Pelo desenho, a meta será a receita projetada menos o teto de gastos. A meta poderá ser atualizada no projeto de Lei Orçamentária Anual, na própria LOA ou nos relatórios bimestrais ou extemporâneos de reavaliação de receitas e despesas. Um mecanismo diferente do atual, que depende de aval do Congresso Nacional para cada necessidade de alteração na meta fiscal.

“A política fiscal se apoia no teto dos gastos que atua pelo lado da despesa, dada a incerteza para previsão da receita para 2021, mitigando os riscos de shutdown (apagão) e garantindo o compromisso com a solvência das contas públicas”, diz o ministério.

Contas do setor público

O Ministério da Economia indicou que as contas do setor público consolidado devem ter um déficit de R$ 153,38 bilhões. A conta inclui o resultado do governo central (Tesouro Nacional, INSS e Banco Central), Estados e municípios e estatais federais.

Para 2022, o rombo esperado é de R$ 126,44 bilhões. No ano seguinte, espera-se um déficit de R$ 82,12 bilhões.

As estatais federais devem ter déficit nos três anos projetados na proposta de Lei de Diretrizes Orçamentárias (LDO) para 2021: R$ 3,97 bilhões em 2021, R$ 4,23 bilhões em 2022 e R$ 4,52 bilhões em 2023.

Estados e municípios, por sua vez, têm um indicativo de meta de superávit nos três anos: R$ 0,2 bilhão em 2021, R$ 5,3 bilhões em 2022 e R$ 5,7 bilhões em 2023.

A meta para governos regionais, porém, é apenas um indicativo. Ou seja, se houver frustração, a União não será obrigada a compensar.
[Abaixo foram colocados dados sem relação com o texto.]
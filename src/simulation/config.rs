//! Construction parameters for segments, units and whole runs

use super::error::{SimError, SimResult};
use super::types::{DEFAULT_ROUTE_LEN, DIRECTIONS};

/// Run-wide settings
#[derive(Debug, Clone)]
pub struct SimConfig {
    /// Seed for reproducible runs; `None` uses the thread RNG
    pub seed: Option<u64>,
    /// Visit each segment's vehicles in random order during `move_cars`
    pub shuffle: bool,
    /// Reroute a vehicle blocked this many consecutive times inside an intersection
    pub reroute_after: Option<u32>,
    /// Number of committed grids each segment keeps
    pub history_limit: usize,
}

impl Default for SimConfig {
    fn default() -> Self {
        Self {
            seed: None,
            shuffle: true,
            reroute_after: None,
            history_limit: 16,
        }
    }
}

/// Red/green timing of a traffic light
#[derive(Debug, Clone, Copy, PartialEq, Eq)]
pub struct LightSchedule {
    pub red: u32,
    pub green: u32,
    pub offset: u32,
}

impl LightSchedule {
    /// Validated schedule; the cycle must be non-empty and fit in a `u32`
    pub fn new(red: u32, green: u32, offset: u32) -> SimResult<Self> {
        match red.checked_add(green) {
            Some(0) => Err(SimError::InvalidConfig(
                "light cycle must be longer than zero ticks".to_string(),
            )),
            None => Err(SimError::InvalidConfig(format!(
                "light cycle of {} red and {} green ticks is too long",
                red, green
            ))),
            Some(_) => Ok(Self { red, green, offset }),
        }
    }

    pub fn cycle(&self) -> u64 {
        self.red as u64 + self.green as u64
    }

    /// The same schedule shifted by half a cycle
    ///
    /// Crossing approaches paired this way are never green together as long
    /// as `red >= green`.
    pub fn opposed(&self) -> Self {
        let cycle = self.cycle();
        if cycle == 0 {
            return *self;
        }
        let offset = (self.offset as u64 % cycle + cycle / 2) % cycle;
        Self {
            // below the cycle, which `new` keeps within u32
            offset: offset as u32,
            ..*self
        }
    }

    pub fn is_red(&self, tick: u64) -> bool {
        let cycle = self.cycle();
        if cycle == 0 {
            return false;
        }
        let phase = (tick % cycle + self.offset as u64 % cycle) % cycle;
        phase < self.red as u64
    }
}

/// Lane counts of the four port groups of a crossroad
#[derive(Debug, Clone, Copy, PartialEq, Eq)]
pub struct PortLayout {
    pub left: usize,
    pub right: usize,
    pub bottom: usize,
    pub top: usize,
}

impl Default for PortLayout {
    fn default() -> Self {
        Self::uniform(1)
    }
}

impl PortLayout {
    pub fn uniform(lanes: usize) -> Self {
        Self {
            left: lanes,
            right: lanes,
            bottom: lanes,
            top: lanes,
        }
    }

    pub fn horizontal(&self) -> usize {
        self.left + self.right
    }

    pub fn vertical(&self) -> usize {
        self.bottom + self.top
    }

    pub fn port_count(&self) -> usize {
        self.horizontal() + self.vertical()
    }

    /// Lanes in group `direction` (0 left, 1 right, 2 bottom, 3 top)
    pub fn lanes(&self, direction: usize) -> usize {
        match direction {
            0 => self.left,
            1 => self.right,
            2 => self.bottom,
            _ => self.top,
        }
    }

    /// First port index of group `direction`
    pub fn group_start(&self, direction: usize) -> usize {
        (0..direction).map(|d| self.lanes(d)).sum()
    }

    /// Group a port index belongs to, `None` past the last port
    pub fn group_of(&self, port: usize) -> Option<usize> {
        (0..DIRECTIONS).find(|&d| {
            let start = self.group_start(d);
            port >= start && port < start + self.lanes(d)
        })
    }

    /// The smallest crossroad shape (one lane per side, 4×4 cells)
    pub fn is_single_lane(&self) -> bool {
        *self == Self::uniform(1)
    }
}

/// Parameters of a vehicle generator
#[derive(Debug, Clone)]
pub struct SpawnConfig {
    /// Probability of attempting a spawn per output per tick
    pub probability: f64,
    /// Give every vehicle a freshly drawn random route
    pub random_walk: bool,
    /// Fixed route used when `random_walk` is off
    pub route: Vec<usize>,
    /// Uniformly drawn port choices appended to a random-walk route
    pub route_len: usize,
    /// Weighted port choices placed at the head of a random-walk route
    pub first_n: usize,
    /// Weights for the first `first_n` choices, one per direction
    pub first_weights: [f64; DIRECTIONS],
}

impl Default for SpawnConfig {
    fn default() -> Self {
        Self {
            probability: 1.0,
            random_walk: true,
            route: Vec::new(),
            route_len: DEFAULT_ROUTE_LEN,
            first_n: 0,
            first_weights: [0.25; DIRECTIONS],
        }
    }
}

impl SpawnConfig {
    pub fn validate(&self) -> SimResult<()> {
        if !(0.0..=1.0).contains(&self.probability) {
            return Err(SimError::InvalidConfig(format!(
                "spawn probability {} is outside 0..=1",
                self.probability
            )));
        }
        if self.first_weights.iter().any(|w| *w < 0.0 || !w.is_finite()) {
            return Err(SimError::InvalidConfig(
                "route weights must be finite and non-negative".to_string(),
            ));
        }
        if self.first_n > 0 && self.first_weights.iter().sum::<f64>() <= 0.0 {
            return Err(SimError::InvalidConfig(
                "route weights must not all be zero".to_string(),
            ));
        }
        Ok(())
    }
}

/// Parameters of one crossroad-and-lines unit
#[derive(Debug, Clone)]
pub struct UnitConfig {
    /// Cells per approach and exit line
    pub length: usize,
    pub red: u32,
    pub green: u32,
    pub layout: PortLayout,
    pub alternate_yield: bool,
    /// Attach generators to boundary entry lines
    pub spawn: Option<SpawnConfig>,
}

impl Default for UnitConfig {
    fn default() -> Self {
        Self {
            length: 10,
            red: 5,
            green: 5,
            layout: PortLayout::default(),
            alternate_yield: false,
            spawn: None,
        }
    }
}

impl UnitConfig {
    pub fn validate(&self) -> SimResult<()> {
        if self.length < 2 {
            return Err(SimError::InvalidConfig(format!(
                "line length {} leaves no room for a light",
                self.length
            )));
        }
        if self.layout.port_count() == 0 {
            return Err(SimError::InvalidConfig(
                "a crossroad needs at least one lane".to_string(),
            ));
        }
        if let Some(spawn) = &self.spawn {
            spawn.validate()?;
        }
        LightSchedule::new(self.red, self.green, 0).map(|_| ())
    }

    /// Light timing of the unit's horizontal approaches
    pub fn schedule(&self, offset: u32) -> SimResult<LightSchedule> {
        LightSchedule::new(self.red, self.green, offset)
    }

    /// Cell index of the light on every approach line
    pub fn light_position(&self) -> usize {
        self.length - 2
    }
}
No governo central, as metas estipuladas também são todas negativas. O rombo de R$ 149,61 bilhões esperado para 2021 equivale a 1,84% do PIB. Já o déficit de R$ 127,50 bilhões em 2022 corresponde a 1,47% do PIB. Em 2023, o resultado negativo de R$ 83,31% bilhões sera o mesmo que 0,90% do PIB.

INSS

O governo prevê déficit de R$ 252 bilhões nas contas do INSS em 2021. O rombo deve crescer a R$ 269,7 bilhões em 2022, chegando a R$ 277,5 bilhões no ano seguinte.

Apesar do aumento em valores nominais, a proporção em relação ao PIB fica estável e até cai: 3,09% do PIB em 2021, 3,10% do PIB em 2022 e R$ 2,99% do PIB em 2023.